Afternoon Coffee: Uber pays $2.65B for Postmates; Tips on easier cross-border payments from TransferMate; IBM seeks supply chain visibility with AI Stock

Update: Thursday's webinar has been moved to Sept. 10.

Uber Technologies will expand its delivery capabilities by buying the Postmates platform, in a $2.65 billion stock deal announced Monday.

“Postmates will continue to run separately, supported by a more efficient, combined merchant and delivery network,” according to a article. The deal positions Uber and Postmates to compete with market leader DoorDash for food delivery, but it may spur more growth beyond that.

“Uber and Postmates have long shared a belief that platforms like ours can power much more than just food delivery, they can be a hugely important part of local commerce and communities, all the more important during crises like COVID-19,” Uber CEO Dara Khosrowshahi said in announcing the deal.
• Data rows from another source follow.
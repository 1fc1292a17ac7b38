use axum::{
    async_trait,
    body::Bytes,
    extract::{FromRequest, Request},
    http::StatusCode,
};
use serde::{de::DeserializeOwned, Deserialize};
use serde_json::{Map, Value};

use crate::problem::ProblemResponse;

/// Request parameters merged from the query string and a JSON object body.
///
/// Body fields override query fields of the same name. Query values arrive
/// as strings, so numeric fields that may come from either source should use
/// [`IntParam`]. The target DTO decides which fields are required and whether
/// unknown fields are rejected.
#[derive(Debug)]
pub struct Params<T>(pub T);

#[async_trait]
impl<S, T> FromRequest<S> for Params<T>
where
    S: Send + Sync,
    T: DeserializeOwned,
{
    type Rejection = ProblemResponse;

    async fn from_request(req: Request, state: &S) -> Result<Self, Self::Rejection> {
        let query = req.uri().query().unwrap_or_default().to_string();
        let body = Bytes::from_request(req, state).await.map_err(|err| {
            ProblemResponse::new(StatusCode::BAD_REQUEST, "invalid_body", err.body_text())
        })?;

        let mut fields = query_fields(&query)?;
        let from_body = !body.iter().all(u8::is_ascii_whitespace);
        if from_body {
            match serde_json::from_slice::<Value>(&body).map_err(invalid_body)? {
                Value::Object(object) => fields.extend(object),
                _ => {
                    return Err(ProblemResponse::new(
                        StatusCode::BAD_REQUEST,
                        "invalid_body",
                        "request body must be a JSON object",
                    ))
                }
            }
        }

        serde_json::from_value(Value::Object(fields))
            .map(Params)
            .map_err(|err| {
                let kind = if from_body { "invalid_body" } else { "invalid_params" };
                ProblemResponse::new(StatusCode::BAD_REQUEST, kind, err.to_string())
            })
    }
}

fn query_fields(query: &str) -> Result<Map<String, Value>, ProblemResponse> {
    let pairs: Vec<(String, String)> = serde_urlencoded::from_str(query).map_err(|err| {
        ProblemResponse::new(StatusCode::BAD_REQUEST, "invalid_params", err.to_string())
    })?;
    Ok(pairs
        .into_iter()
        .map(|(key, value)| (key, Value::String(value)))
        .collect())
}

fn invalid_body(err: serde_json::Error) -> ProblemResponse {
    ProblemResponse::new(StatusCode::BAD_REQUEST, "invalid_body", err.to_string())
}

/// Integer parameter given either as a JSON number or as a numeric string.
#[derive(Debug, Clone, PartialEq, Eq, Deserialize)]
#[serde(untagged)]
pub enum IntParam {
    Int(i64),
    Text(String),
}

impl IntParam {
    /// `None` when the text form is not an integer.
    pub fn value(&self) -> Option<i64> {
        match self {
            Self::Int(value) => Some(*value),
            Self::Text(text) => text.trim().parse().ok(),
        }
    }
}

#[cfg(test)]
mod tests {
    use super::*;
    use axum::body::Body;

    #[derive(Debug, Deserialize, PartialEq)]
    #[serde(deny_unknown_fields)]
    struct Sample {
        #[serde(default)]
        group_id: Option<IntParam>,
        #[serde(default)]
        emails: Option<String>,
    }

    impl Sample {
        fn group_id(&self) -> Option<i64> {
            self.group_id.as_ref().and_then(IntParam::value)
        }
    }

    async fn extract(uri: &str, body: &'static str) -> Result<Sample, ProblemResponse> {
        let request = Request::builder()
            .method("POST")
            .uri(uri)
            .header("content-type", "application/json")
            .body(Body::from(body))
            .unwrap();
        Params::<Sample>::from_request(request, &())
            .await
            .map(|Params(sample)| sample)
    }

    #[tokio::test]
    async fn reads_json_body() {
        let sample = extract("/bulk", r#"{"group_id": 4, "emails": "a@x.com"}"#)
            .await
            .expect("json body");
        assert_eq!(
            sample,
            Sample {
                group_id: Some(IntParam::Int(4)),
                emails: Some("a@x.com".into())
            }
        );
    }

    #[tokio::test]
    async fn falls_back_to_query_string() {
        let sample = extract("/bulk?group_id=4&emails=a%40x.com%2Cb%40y.com", "")
            .await
            .expect("query params");
        assert_eq!(sample.group_id(), Some(4));
        assert_eq!(sample.emails.as_deref(), Some("a@x.com,b@y.com"));
    }

    #[tokio::test]
    async fn merges_query_and_body_with_body_winning() {
        let sample = extract("/bulk?group_id=4&emails=q%40x.com", r#"{"emails": "b@x.com"}"#)
            .await
            .expect("merged params");
        assert_eq!(sample.group_id(), Some(4));
        assert_eq!(sample.emails.as_deref(), Some("b@x.com"));

        let sample = extract("/bulk?group_id=4", r#"{"group_id": 9}"#)
            .await
            .expect("body override");
        assert_eq!(sample.group_id(), Some(9));
    }

    #[tokio::test]
    async fn accepts_numeric_strings() {
        let sample = extract("/bulk", r#"{"group_id": " 12 "}"#)
            .await
            .expect("string id");
        assert_eq!(sample.group_id(), Some(12));

        let sample = extract("/bulk", r#"{"group_id": "twelve"}"#)
            .await
            .expect("text id");
        assert_eq!(sample.group_id, Some(IntParam::Text("twelve".into())));
        assert_eq!(sample.group_id(), None);
    }

    #[tokio::test]
    async fn rejects_unknown_fields() {
        let err = extract("/bulk", r#"{"group_id": 4, "role": "admin"}"#)
            .await
            .expect_err("unknown field");
        assert_eq!(err.status(), StatusCode::BAD_REQUEST);
        assert_eq!(err.problem_type(), "invalid_body");

        let err = extract("/bulk?role=admin", "")
            .await
            .expect_err("unknown query field");
        assert_eq!(err.problem_type(), "invalid_params");
    }

    #[tokio::test]
    async fn rejects_malformed_json() {
        let err = extract("/bulk", "{").await.expect_err("malformed");
        assert_eq!(err.status(), StatusCode::BAD_REQUEST);
    }

    #[tokio::test]
    async fn rejects_non_object_bodies() {
        let err = extract("/bulk", r#"["a@x.com"]"#)
            .await
            .expect_err("array body");
        assert_eq!(err.status(), StatusCode::BAD_REQUEST);
        assert_eq!(err.problem_type(), "invalid_body");
    }
}
//! Domain layer shared by the storage, HTTP and delivery code.
pub mod accept;
pub mod emails;
pub mod messages;
pub mod policy;
pub mod types;

pub use accept::{AcceptInvitationForm, FieldErrors, ValidAccount};
pub use emails::{extract_emails, is_valid_email, MAX_BULK_INVITATIONS};
pub use messages::{Messages, MessageKey};
pub use policy::{GroupAction, GroupPolicy, PolicyError};
pub use types::{Group, Invitation, InvitationStatus, Membership, PublicUser, Role, User};
use chrono::{DateTime, Utc};
use sqlx::{Sqlite, SqlitePool, Transaction};
use thiserror::Error;

use onboard_core::{Membership, Role};

use crate::{classify, to_rfc3339, Violation};

/// Repository responsible for the `memberships` table.
#[derive(Clone)]
pub struct MembershipRepository {
    pool: SqlitePool,
}

impl MembershipRepository {
    pub(crate) fn new(pool: SqlitePool) -> Self {
        Self { pool }
    }

    /// Adds a user to a group. The `(user_id, group_id)` pair is unique.
    pub async fn insert(
        &self,
        tx: &mut Transaction<'_, Sqlite>,
        membership: &NewMembership,
    ) -> Result<Membership, MembershipError> {
        let timestamp = to_rfc3339(membership.created_at);
        let row = sqlx::query_as::<_, MembershipRow>(
            "INSERT INTO memberships (user_id, group_id, role, created_at, updated_at) \
             VALUES (?, ?, ?, ?, ?) \
             RETURNING id, user_id, group_id, role, created_at, updated_at",
        )
        .bind(membership.user_id)
        .bind(membership.group_id)
        .bind(membership.role.as_i64())
        .bind(&timestamp)
        .bind(&timestamp)
        .fetch_one(&mut **tx)
        .await
        .map_err(|err| match classify(&err) {
            Some(Violation::Unique(_)) => MembershipError::AlreadyMember,
            Some(Violation::ForeignKey) => MembershipError::MissingReference,
            None => MembershipError::Database(err),
        })?;

        row.try_into()
    }

    /// Loads the membership of `user_id` in `group_id`, if any.
    pub async fn find(
        &self,
        user_id: i64,
        group_id: i64,
    ) -> Result<Option<Membership>, MembershipError> {
        let row = sqlx::query_as::<_, MembershipRow>(
            "SELECT id, user_id, group_id, role, created_at, updated_at \
             FROM memberships WHERE user_id = ? AND group_id = ?",
        )
        .bind(user_id)
        .bind(group_id)
        .fetch_optional(&self.pool)
        .await?;

        row.map(Membership::try_from).transpose()
    }
}

/// Data required to create a membership.
pub struct NewMembership {
    pub user_id: i64,
    pub group_id: i64,
    pub role: Role,
    pub created_at: DateTime<Utc>,
}

#[derive(Debug, sqlx::FromRow)]
struct MembershipRow {
    id: i64,
    user_id: i64,
    group_id: i64,
    role: i64,
    created_at: DateTime<Utc>,
    updated_at: DateTime<Utc>,
}

impl TryFrom<MembershipRow> for Membership {
    type Error = MembershipError;

    fn try_from(row: MembershipRow) -> Result<Self, Self::Error> {
        let role = Role::from_i64(row.role).ok_or(MembershipError::UnknownRole(row.role))?;
        Ok(Self {
            id: row.id,
            user_id: row.user_id,
            group_id: row.group_id,
            role,
            created_at: row.created_at,
            updated_at: row.updated_at,
        })
    }
}

/// Errors that can occur while reading or writing memberships.
#[derive(Debug, Error)]
pub enum MembershipError {
    #[error("user is already a member of the group")]
    AlreadyMember,
    #[error("user or group does not exist")]
    MissingReference,
    #[error("unknown membership role {0}")]
    UnknownRole(i64),
    #[error("database error: {0}")]
    Database(#[from] sqlx::Error),
}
Webinar: Faster cross-border payments, better supplier relationships

Global payments provider TransferMate and one of its international clients, RSM Ireland, will be talking this week about how cross-border payments can be made cheaper, easier and faster, both securely and compliantly. Whether paying international employees or suppliers anywhere in the world, their webinar with Spend Matters’ Jenny Draper will reveal how your organization can avoid adding significant costs to the payments process while strengthening your supplier relationships.

This webinar has been moved to Sept. 10 instead of Thursday, July 9. You can still register here.

IBM boosts supply chain visibility with AI solution

The COVID-19 pandemic has exposed several weaknesses within the supply chain. In response, IBM has launched its Sterling Inventory Control Tower, which is designed to “further help companies manage inventory and build resilient supply chains more effectively.”

The AI-powered platform was developed to provide “insights to see inventory wherever it is, identify and understand the impact of external events to predict disruptions, and take actions based on playbook recommendations to mitigate the upstream and downstream effects.” In short, the technology is meant to allow for a “faster response” to market changes and improve the customer experience.